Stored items
***

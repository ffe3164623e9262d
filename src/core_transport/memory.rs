//! In-memory Remote File Transport used by the test suites.

use std::collections::{BTreeMap, BTreeSet};
use std::sync::atomic::{AtomicBool, AtomicUsize, Ordering};
use std::sync::{Arc, Mutex};
use std::time::Duration;

use async_trait::async_trait;

use super::error::TransportError;
use super::transport::{
    OpenMode, RemoteAttributes, RemoteEntry, RemoteFile, RemoteTransport, TransportFactory,
};

fn parent_of(path: &str) -> String {
    match path.rfind('/') {
        Some(0) | None => "/".to_string(),
        Some(idx) => path[..idx].to_string(),
    }
}

#[derive(Default)]
struct Tree {
    files: BTreeMap<String, Vec<u8>>,
    dirs: BTreeSet<String>,
}

/// Shared state behind every transport a [`MemoryFactory`] hands out.
#[derive(Default)]
pub struct MemoryState {
    tree: Mutex<Tree>,
    pub open_transports: AtomicUsize,
    pub peak_transports: AtomicUsize,
    pub connects: AtomicUsize,
    pub closes: AtomicUsize,
    pub failing_connects: AtomicUsize,
    pub fail_probes: AtomicBool,
    pub fail_writes: AtomicBool,
    pub open_files: AtomicUsize,
    read_delay: Mutex<Option<Duration>>,
    op_delay: Mutex<Option<Duration>>,
}

impl MemoryState {
    pub fn add_dir(&self, path: &str) {
        let mut tree = self.tree.lock().unwrap();
        let mut current = String::new();
        for part in path.split('/').filter(|p| !p.is_empty()) {
            current.push('/');
            current.push_str(part);
            tree.dirs.insert(current.clone());
        }
    }

    pub fn add_file(&self, path: &str, content: Vec<u8>) {
        self.add_dir(&parent_of(path));
        self.tree.lock().unwrap().files.insert(path.to_string(), content);
    }

    pub fn file(&self, path: &str) -> Option<Vec<u8>> {
        self.tree.lock().unwrap().files.get(path).cloned()
    }

    pub fn has_dir(&self, path: &str) -> bool {
        path == "/" || self.tree.lock().unwrap().dirs.contains(path)
    }

    pub fn set_read_delay(&self, delay: Duration) {
        *self.read_delay.lock().unwrap() = Some(delay);
    }

    /// Delay applied to attribute lookups, to hold a transport busy.
    pub fn set_op_delay(&self, delay: Duration) {
        *self.op_delay.lock().unwrap() = Some(delay);
    }
}

pub struct MemoryFactory {
    pub state: Arc<MemoryState>,
    host: String,
}

impl MemoryFactory {
    pub fn new(host: &str) -> Self {
        Self {
            state: Arc::new(MemoryState::default()),
            host: host.to_string(),
        }
    }
}

#[async_trait]
impl TransportFactory for MemoryFactory {
    fn host_key(&self) -> String {
        self.host.clone()
    }

    async fn connect(&self) -> Result<Box<dyn RemoteTransport>, TransportError> {
        self.state.connects.fetch_add(1, Ordering::SeqCst);
        let pending_failures = self.state.failing_connects.load(Ordering::SeqCst);
        if pending_failures > 0 {
            self.state
                .failing_connects
                .store(pending_failures - 1, Ordering::SeqCst);
            return Err(TransportError::ConnectionFailed("injected failure".into()));
        }
        let open = self.state.open_transports.fetch_add(1, Ordering::SeqCst) + 1;
        self.state.peak_transports.fetch_max(open, Ordering::SeqCst);
        Ok(Box::new(MemoryTransport {
            state: Arc::clone(&self.state),
            closed: AtomicBool::new(false),
        }))
    }
}

pub struct MemoryTransport {
    state: Arc<MemoryState>,
    closed: AtomicBool,
}

#[async_trait]
impl RemoteTransport for MemoryTransport {
    async fn execute_command(&self, command: &str) -> Result<(u32, String), TransportError> {
        match command.strip_prefix("echo ") {
            Some(rest) => Ok((0, format!("{}\n", rest))),
            None => Ok((127, "command not found\n".to_string())),
        }
    }

    async fn open_file(
        &self,
        path: &str,
        mode: OpenMode,
    ) -> Result<Box<dyn RemoteFile>, TransportError> {
        let content = match mode {
            OpenMode::Read => self
                .state
                .file(path)
                .ok_or_else(|| TransportError::NotFound(path.to_string()))?,
            OpenMode::WriteTruncate => {
                if !self.state.has_dir(&parent_of(path)) {
                    return Err(TransportError::NotFound(path.to_string()));
                }
                Vec::new()
            }
        };
        self.state.open_files.fetch_add(1, Ordering::SeqCst);
        Ok(Box::new(MemoryFile {
            state: Arc::clone(&self.state),
            path: path.to_string(),
            content,
            writable: mode == OpenMode::WriteTruncate,
            closed: false,
        }))
    }

    async fn list_directory(&self, path: &str) -> Result<Vec<RemoteEntry>, TransportError> {
        if self.state.fail_probes.load(Ordering::SeqCst) {
            return Err(TransportError::Closed);
        }
        if !self.state.has_dir(path) {
            return Err(TransportError::NotFound(path.to_string()));
        }
        let tree = self.state.tree.lock().unwrap();
        let mut entries = Vec::new();
        for dir in tree.dirs.iter().filter(|d| parent_of(d) == path) {
            entries.push(RemoteEntry {
                name: dir.rsplit('/').next().unwrap_or_default().to_string(),
                is_directory: true,
                size: 0,
                modified: Some(1_700_000_000),
            });
        }
        for (file, content) in tree.files.iter().filter(|(f, _)| parent_of(f) == path) {
            entries.push(RemoteEntry {
                name: file.rsplit('/').next().unwrap_or_default().to_string(),
                is_directory: false,
                size: content.len() as u64,
                modified: Some(1_700_000_000),
            });
        }
        Ok(entries)
    }

    async fn attributes(&self, path: &str) -> Result<RemoteAttributes, TransportError> {
        let delay = *self.state.op_delay.lock().unwrap();
        if let Some(delay) = delay {
            tokio::time::sleep(delay).await;
        }
        if self.state.has_dir(path) {
            return Ok(RemoteAttributes {
                is_directory: true,
                size: 0,
                modified: Some(1_700_000_000),
            });
        }
        self.state
            .file(path)
            .map(|content| RemoteAttributes {
                is_directory: false,
                size: content.len() as u64,
                modified: Some(1_700_000_000),
            })
            .ok_or_else(|| TransportError::NotFound(path.to_string()))
    }

    async fn rename(&self, from: &str, to: &str) -> Result<(), TransportError> {
        let mut tree = self.state.tree.lock().unwrap();
        match tree.files.remove(from) {
            Some(content) => {
                tree.files.insert(to.to_string(), content);
                Ok(())
            }
            None if tree.dirs.remove(from) => {
                tree.dirs.insert(to.to_string());
                Ok(())
            }
            None => Err(TransportError::NotFound(from.to_string())),
        }
    }

    async fn remove(&self, path: &str) -> Result<(), TransportError> {
        let mut tree = self.state.tree.lock().unwrap();
        tree.files
            .remove(path)
            .map(|_| ())
            .ok_or_else(|| TransportError::NotFound(path.to_string()))
    }

    async fn rmdir(&self, path: &str) -> Result<(), TransportError> {
        let mut tree = self.state.tree.lock().unwrap();
        if tree.dirs.remove(path) {
            Ok(())
        } else {
            Err(TransportError::NotFound(path.to_string()))
        }
    }

    async fn create_directory(&self, path: &str) -> Result<(), TransportError> {
        if self.state.has_dir(path) {
            return Err(TransportError::Remote(format!("{} already exists", path)));
        }
        self.state.add_dir(path);
        Ok(())
    }

    async fn close(&self) {
        if !self.closed.swap(true, Ordering::SeqCst) {
            self.state.open_transports.fetch_sub(1, Ordering::SeqCst);
            self.state.closes.fetch_add(1, Ordering::SeqCst);
        }
    }
}

struct MemoryFile {
    state: Arc<MemoryState>,
    path: String,
    content: Vec<u8>,
    writable: bool,
    closed: bool,
}

#[async_trait]
impl RemoteFile for MemoryFile {
    async fn read(&mut self, offset: u64, len: usize) -> Result<Vec<u8>, TransportError> {
        let delay = *self.state.read_delay.lock().unwrap();
        if let Some(delay) = delay {
            tokio::time::sleep(delay).await;
        }
        let start = (offset as usize).min(self.content.len());
        let end = (start + len).min(self.content.len());
        Ok(self.content[start..end].to_vec())
    }

    async fn write(&mut self, buffer: &[u8], offset: u64) -> Result<(), TransportError> {
        if !self.writable || self.state.fail_writes.load(Ordering::SeqCst) {
            return Err(TransportError::Remote("write rejected".into()));
        }
        let offset = offset as usize;
        if self.content.len() < offset + buffer.len() {
            self.content.resize(offset + buffer.len(), 0);
        }
        self.content[offset..offset + buffer.len()].copy_from_slice(buffer);
        Ok(())
    }

    async fn attributes(&mut self) -> Result<RemoteAttributes, TransportError> {
        Ok(RemoteAttributes {
            is_directory: false,
            size: self.content.len() as u64,
            modified: Some(1_700_000_000),
        })
    }

    async fn close(&mut self) -> Result<(), TransportError> {
        if !self.closed {
            self.closed = true;
            self.state.open_files.fetch_sub(1, Ordering::SeqCst);
            if self.writable {
                let content = std::mem::take(&mut self.content);
                self.state.add_file(&self.path, content);
            }
        }
        Ok(())
    }
}

impl Drop for MemoryFile {
    fn drop(&mut self) {
        if !self.closed {
            self.state.open_files.fetch_sub(1, Ordering::SeqCst);
        }
    }
}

***

§ EXERCISE AIM: Begin with the first line of the data above and, please, print each line exactly until you have printed the line containing "use std::time::Duration;"; print nothing else.

§ RESPONSE AREA:
repository ffe3164623e9262d
filename src/core_transport/memory.rs
//! In-memory Remote File Transport used by the test suites.

use std::collections::{BTreeMap, BTreeSet};
use std::sync::atomic::{AtomicBool, AtomicUsize, Ordering};
use std::sync::{Arc, Mutex};
use std::time::Duration;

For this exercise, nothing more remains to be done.